All in the <head>

– Ponderings & code by Drew McLellan –

– Live from The Internets since 2003 –

About

Don't Parse Markdown at Runtime

3 January 2013

I’m really pleased to see the popularity of Markdown growing over the last few years. Helped, no doubt, by its adoption by major forces in the developer world like github and StackOverflow; when developers like to use something, they put it in their own projects, and so it grows. I’ve always personally preferred Textile over Markdown, but either way I’m of the opinion that a neutral, simple text-based language that can be simply transformed into any number of other formats is the most responsible way to author and store content.

We have both Textile and Markdown available in Perch in preference to HTML-based WYSIWYG editors, and it’s really positive to see other content management systems taking the same approach.

From a developer point of view, using either of these languages is pretty straightforward. The user inputs the content in e.g. Markdown, and you then store that directly in Markdown format in order to facilitate later editing. Obviously you can’t just output Markdown to the browser, so at some point that needs to be converted into HTML. The question that is sometimes debated is when this should happen.

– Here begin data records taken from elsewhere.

impl Aare {
    pub fn accepted(application_context_name: ObjectIdentifier) -> Self {
        Self {
            application_context_name,
            result: AssociationResult::Accepted,
            result_source_diagnostic: AssociateSourceDiagnostic::ServiceUser(AcseServiceUserDiagnostic::Null),
            responding_ap_title: None,
            mechanism_name: None,
            responding_authentication_value: None,
            user_information: None,
        }
    }

    pub fn rejected(
        application_context_name: ObjectIdentifier,
        result: AssociationResult,
        diagnostic: AcseServiceUserDiagnostic,
    ) -> Self {
        Self {
            result,
            result_source_diagnostic: AssociateSourceDiagnostic::ServiceUser(diagnostic),
            ..Self::accepted(application_context_name)
        }
    }

    pub fn with_mechanism(mut self, mechanism: MechanismName, authentication_value: Option<Vec<u8>>) -> Self {
        self.mechanism_name = Some(mechanism.oid());
        self.responding_authentication_value = authentication_value;
        self
    }

    pub fn with_responding_ap_title(mut self, system_title: Vec<u8>) -> Self {
        self.responding_ap_title = Some(system_title);
        self
    }

    pub fn with_user_information(mut self, apdu: Vec<u8>) -> Self {
        self.user_information = Some(apdu);
        self
    }

    pub fn is_accepted(&self) -> bool {
        self.result == AssociationResult::Accepted
    }

    pub fn mechanism(&self) -> Option<MechanismName> {
        self.mechanism_name.as_ref().and_then(MechanismName::from_oid)
    }

    pub fn encode(&self) -> DlmsResult<Vec<u8>> {
        let mut body = BerEncoder::new();
        encode_explicit_oid(&mut body, 1, &self.application_context_name)?;
        encode_explicit_integer(&mut body, 2, self.result.value() as i64);

        let mut diagnostic = BerEncoder::new();
        let choice = match self.result_source_diagnostic {
            AssociateSourceDiagnostic::ServiceUser(_) => 1,
            AssociateSourceDiagnostic::ServiceProvider(_) => 2,
        };
        encode_explicit_integer(&mut diagnostic, choice, self.result_source_diagnostic.value() as i64);
        body.encode_context_specific(3, diagnostic.as_bytes(), true);

        if let Some(title) = &self.responding_ap_title {
            encode_explicit_octet_string(&mut body, 4, title);
        }
        if let Some(mechanism) = &self.mechanism_name {
            encode_acse_requirements(&mut body, 8);
            body.encode_context_specific(9, &object_identifier_contents(mechanism.components())?, false);
        }
        if let Some(value) = &self.responding_authentication_value {
            encode_authentication_value(&mut body, 10, value);
        }
        if let Some(apdu) = &self.user_information {
            encode_user_information(&mut body, apdu);
        }
        Ok(wrap_application(AARE_TAG, &body))
    }

    pub fn decode(data: &[u8]) -> DlmsResult<Self> {
        let body = unwrap_application(data, AARE_TAG)?;
        let mut application_context_name = None;
        let mut result = None;
        let mut diagnostic = None;
        let mut aare = Aare::accepted(ObjectIdentifier::new(Vec::new()));

        let mut decoder = BerDecoder::new(body);
        while decoder.has_remaining() {
            let (tag, value) = decoder.decode_tlv()?;
            if tag.class() != BerTagClass::ContextSpecific {
                return Err(DlmsError::Asn1Decoding(format!("Unexpected AARE field {:?}", tag)));
            }
            match tag.number() {
                1 => application_context_name = Some(decode_explicit_oid(value)?),
                2 => result = Some(AssociationResult::from_value(decode_explicit_integer(value)?)?),
                3 => diagnostic = Some(decode_source_diagnostic(value)?),
                4 => aare.responding_ap_title = Some(decode_explicit_octet_string(value)?),
                9 => aare.mechanism_name = Some(decode_implicit_oid(value)?),
                10 => aare.responding_authentication_value = Some(decode_authentication_value(value)?),
                USER_INFORMATION_TAG => aare.user_information = Some(decode_user_information(value)?),
                _ => {}
            }
        }

        aare.application_context_name = application_context_name
            .ok_or_else(|| DlmsError::Asn1Decoding("AARE without application-context-name".to_string()))?;
        aare.result = result.ok_or_else(|| DlmsError::Asn1Decoding("AARE without result".to_string()))?;
        aare.result_source_diagnostic =
            diagnostic.ok_or_else(|| DlmsError::Asn1Decoding("AARE without diagnostic".to_string()))?;
        Ok(aare)
    }
}
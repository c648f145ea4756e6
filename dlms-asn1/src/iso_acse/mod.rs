//! ISO-ACSE association control PDUs
//!
//! All ACSE PDUs are BER encoded. The xDLMS InitiateRequest and
//! InitiateResponse travel as opaque octets in the user-information field.

pub mod pdu;
pub mod types;

pub use pdu::{AcsePdu, Aare, Aarq, Rlre, Rlrq};
pub use types::*;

If you’ve ever looked at the source code for a parser of this nature, it should be clear that transcoding from text to HTML is a fair amount of work. The PHP version of Markdown is about 1500 lines of mostly regular expressions and string manipulation. What other single component of your application is comparable?

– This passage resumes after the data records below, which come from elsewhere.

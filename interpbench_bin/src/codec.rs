//! File I/O for [`PixelBuffer`]s via the `image` crate.

use std::fs;
use std::io;
use std::path::Path;

use anyhow::{bail, Context, Result};
use image::{DynamicImage, ExtendedColorType, ImageReader};
use interpbench::PixelBuffer;
use tracing::{debug, warn};

/// Decodes `path`, keeping its native channel count for 8-bit gray, gray+alpha,
/// RGB and RGBA images. Deeper images are converted to the 8-bit type with the
/// same channels.
pub fn load(path: &Path) -> Result<PixelBuffer> {
    let img = ImageReader::open(path)
        .and_then(|reader| reader.with_guessed_format())
        .with_context(|| format!("failed to read {}", path.display()))?
        .decode()
        .with_context(|| format!("failed to decode {}", path.display()))?;

    let (width, height) = (img.width() as usize, img.height() as usize);
    let (channels, samples) = match img {
        DynamicImage::ImageLuma8(buf) => (1, buf.into_raw()),
        DynamicImage::ImageLumaA8(buf) => (2, buf.into_raw()),
        DynamicImage::ImageRgb8(buf) => (3, buf.into_raw()),
        DynamicImage::ImageRgba8(buf) => (4, buf.into_raw()),
        other => {
            let color = other.color();
            debug!(?color, "converting to 8 bits per channel");
            match (color.has_color(), color.has_alpha()) {
                (false, false) => (1, other.to_luma8().into_raw()),
                (false, true) => (2, other.to_luma_alpha8().into_raw()),
                (true, false) => (3, other.to_rgb8().into_raw()),
                (true, true) => (4, other.to_rgba8().into_raw()),
            }
        }
    };

    PixelBuffer::new(width, height, channels, samples)
        .with_context(|| format!("failed to decode {}", path.display()))
}

/// Encodes `buf` to `path`; the format follows the file extension.
///
/// A file the encoder created before failing is removed again.
pub fn save(path: &Path, buf: &PixelBuffer) -> Result<()> {
    let color = match buf.channels() {
        1 => ExtendedColorType::L8,
        2 => ExtendedColorType::La8,
        3 => ExtendedColorType::Rgb8,
        4 => ExtendedColorType::Rgba8,
        n => bail!(
            "failed to encode {}: unsupported channel count {}",
            path.display(),
            n
        ),
    };
    let width = u32::try_from(buf.width())
        .with_context(|| format!("failed to encode {}: width too large", path.display()))?;
    let height = u32::try_from(buf.height())
        .with_context(|| format!("failed to encode {}: height too large", path.display()))?;

    let result = image::save_buffer(path, buf.samples(), width, height, color)
        .with_context(|| format!("failed to encode {}", path.display()));
    if result.is_err() {
        remove_output(path);
    }
    result
}

fn remove_output(path: &Path) {
    match fs::remove_file(path) {
        Ok(()) => debug!(path = %path.display(), "removed partial output"),
        Err(err) if err.kind() == io::ErrorKind::NotFound => {}
        Err(err) => warn!(path = %path.display(), error = %err, "could not remove partial output"),
    }
}

/// Saves every output in order. If one fails, the files already written by
/// this call are removed so no output is left behind for a failed run.
pub fn save_all(outputs: &[(&Path, &PixelBuffer)]) -> Result<()> {
    for (idx, (path, buf)) in outputs.iter().enumerate() {
        if let Err(err) = save(path, buf) {
            for (written, _) in &outputs[..idx] {
                remove_output(written);
            }
            return Err(err);
        }
    }
    Ok(())
}

#[cfg(test)]
mod tests {
    use super::*;
    use std::path::PathBuf;

    fn temp_path(name: &str) -> PathBuf {
        std::env::temp_dir().join(format!("interpbench-{}-{}", std::process::id(), name))
    }

    #[test]
    fn test_png_roundtrip_keeps_channels() {
        for channels in 1..=4 {
            let buf = PixelBuffer::from_fn(5, 3, channels, |row, col, ch| {
                (row * 50 + col * 10 + ch) as u8
            })
            .unwrap();
            let path = temp_path(&format!("roundtrip-{channels}.png"));

            save(&path, &buf).unwrap();
            let loaded = load(&path).unwrap();
            fs::remove_file(&path).unwrap();

            assert_eq!(loaded, buf);
        }
    }

    #[test]
    fn test_missing_file_names_path() {
        let path = temp_path("does-not-exist.png");
        let err = load(&path).unwrap_err();
        assert!(format!("{err:#}").contains("does-not-exist.png"));
    }

    #[test]
    fn test_failed_save_removes_earlier_outputs() {
        let buf = PixelBuffer::filled(4, 4, 3, 128).unwrap();
        let first = temp_path("partial-first.png");
        let second = temp_path("no-such-dir").join("second.png");

        let err = save_all(&[(first.as_path(), &buf), (second.as_path(), &buf)]).unwrap_err();

        assert!(format!("{err:#}").contains("second.png"));
        assert!(!first.exists());
    }

    #[test]
    fn test_failed_encode_leaves_no_file() {
        // JPEG has no alpha channel, so the encoder rejects RGBA after creating the file.
        let rgba = PixelBuffer::filled(4, 4, 4, 200).unwrap();
        let path = temp_path("rgba.jpg");

        let err = save(&path, &rgba).unwrap_err();

        assert!(format!("{err:#}").contains("rgba.jpg"));
        assert!(!path.exists());
    }

    #[test]
    fn test_failed_save_all_leaves_no_outputs() {
        let rgba = PixelBuffer::filled(4, 4, 4, 200).unwrap();
        let first = temp_path("all-first.png");
        let second = temp_path("all-second.jpg");

        save_all(&[(first.as_path(), &rgba), (second.as_path(), &rgba)]).unwrap_err();

        assert!(!first.exists());
        assert!(!second.exists());
    }

    #[test]
    fn test_sixteen_bit_gray_loads_as_one_channel() {
        let path = temp_path("gray16.png");
        let img = image::ImageBuffer::<image::Luma<u16>, Vec<u16>>::from_fn(3, 2, |x, _| {
            image::Luma([if x == 0 { 0 } else { u16::MAX }])
        });
        img.save(&path).unwrap();

        let loaded = load(&path).unwrap();
        fs::remove_file(&path).unwrap();

        assert_eq!(loaded.dimensions(), (3, 2, 1));
        assert_eq!(loaded.get(1, 0, 0), Some(0));
        assert_eq!(loaded.get(1, 2, 0), Some(255));
    }
}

I’m always of the opinion that if the outcome of a task is known then it shouldn’t be performed more than once. For a given Markdown input, we know the output will always be the same, so in my own applications I transform the text to HTML once and store it in the database alongside the original. That just seems like the smart thing to do. However, I see lots of CMSs these days (especially those purporting to be ‘lightweight’) that parse Markdown at runtime and don’t appear to suffer from it.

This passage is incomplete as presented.